C’est avec le saxophoniste étasunien Dave Rempis qu’on la retrouve en trio avec le pianiste Jonas Cambien pour l’un des albums passionnants d’Areophonic Records. Paru en 2023, On The Blink apparaît d’abord comme une discussion nerveuse entre la basse très ronde et sans effet d’Amadou et le piano assourdi et travaillé en son cœur de Cambien. Farida Amadou ne dévie pas, pendant que le piano s’échauffe, ajoutant au climat ce qu’il faut de nervosité. C’est bien entendu Rempis qui va bousculer tout ça en jouant du ténor comme on gratte une allumette au-dessus d’une source de propane. Mais ce qui est intéressant ici, c’est le lien très fort entre un piano travaillé dans ses entrailles et une basse à la rythmique impavide, sèche et minérale comme jamais dans ce chaos savamment organisé dès le premier long morceau, « Exotropia ».

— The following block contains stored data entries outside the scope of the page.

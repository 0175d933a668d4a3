//! テスト用モックファイルシステム

use super::*;
use std::collections::BTreeMap;
use std::sync::RwLock;

/// テスト用モックファイルシステム
///
/// パス文字列をキーにしたフラットなマップ。ディレクトリは明示追加か、
/// 配下にファイルがあれば存在扱いになる。
pub struct MockFs {
    files: RwLock<BTreeMap<String, MockEntry>>,
    writes: RwLock<Vec<PathBuf>>,
}

#[derive(Clone)]
enum MockEntry {
    File(Vec<u8>),
    Dir,
}

impl MockFs {
    pub fn new() -> Self {
        Self {
            files: RwLock::new(BTreeMap::new()),
            writes: RwLock::new(Vec::new()),
        }
    }

    /// ファイルを追加
    pub fn add_file(&self, path: &str, content: &str) {
        self.files
            .write()
            .unwrap()
            .insert(path.to_string(), MockEntry::File(content.as_bytes().to_vec()));
    }

    /// ディレクトリを追加
    pub fn add_dir(&self, path: &str) {
        self.files
            .write()
            .unwrap()
            .insert(path.to_string(), MockEntry::Dir);
    }

    /// ファイル内容を取得（存在しなければ None）
    pub fn content(&self, path: &str) -> Option<String> {
        match self.files.read().unwrap().get(path) {
            Some(MockEntry::File(bytes)) => Some(String::from_utf8_lossy(bytes).to_string()),
            _ => None,
        }
    }

    /// write() が呼ばれたパスの履歴
    pub fn written_paths(&self) -> Vec<PathBuf> {
        self.writes.read().unwrap().clone()
    }

    fn dir_prefix(path: &Path) -> String {
        let path_str = path.to_string_lossy().to_string();
        if path_str.ends_with('/') {
            path_str
        } else {
            format!("{}/", path_str)
        }
    }
}

impl Default for MockFs {
    fn default() -> Self {
        Self::new()
    }
}

impl FileSystem for MockFs {
    fn exists(&self, path: &Path) -> bool {
        self.files
            .read()
            .unwrap()
            .contains_key(path.to_string_lossy().as_ref())
            || self.is_dir(path)
    }

    fn is_dir(&self, path: &Path) -> bool {
        let files = self.files.read().unwrap();
        if let Some(entry) = files.get(path.to_string_lossy().as_ref()) {
            return matches!(entry, MockEntry::Dir);
        }
        let prefix = Self::dir_prefix(path);
        files.keys().any(|k| k.starts_with(&prefix))
    }

    fn read_to_string(&self, path: &Path) -> Result<String> {
        self.content(path.to_string_lossy().as_ref())
            .ok_or_else(|| std::io::Error::new(std::io::ErrorKind::NotFound, "not found").into())
    }

    fn write(&self, path: &Path, content: &[u8]) -> Result<()> {
        self.files.write().unwrap().insert(
            path.to_string_lossy().to_string(),
            MockEntry::File(content.to_vec()),
        );
        self.writes.write().unwrap().push(path.to_path_buf());
        Ok(())
    }

    fn walk_files(&self, dir: &Path) -> Vec<PathBuf> {
        let prefix = Self::dir_prefix(dir);
        self.files
            .read()
            .unwrap()
            .iter()
            .filter(|(k, v)| k.starts_with(&prefix) && matches!(v, MockEntry::File(_)))
            .map(|(k, _)| PathBuf::from(k))
            .collect()
    }
}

Le ténor est puissant mais presque doux par sa rondeur ; en face du piano qui s’élance dans des cataractes infinies jusqu’à la dureté de la basse, on accueille ce son plein avec une rage inouïe. Plus loin, « Radiata » est un duel intense où Farida Amadou joue de toutes ses pédales et ses dispositifs sonores pour acidifier le saxophone colérique de Rempis. On The Blink est une lutte sonore où l’explosion est monnaie courante. Un univers dans lequel la bassiste belge semble aussi placide qu’elle sait être rude : un univers qui fait d’elle l’une des voix qui comptent dans la musique improvisée mondiale.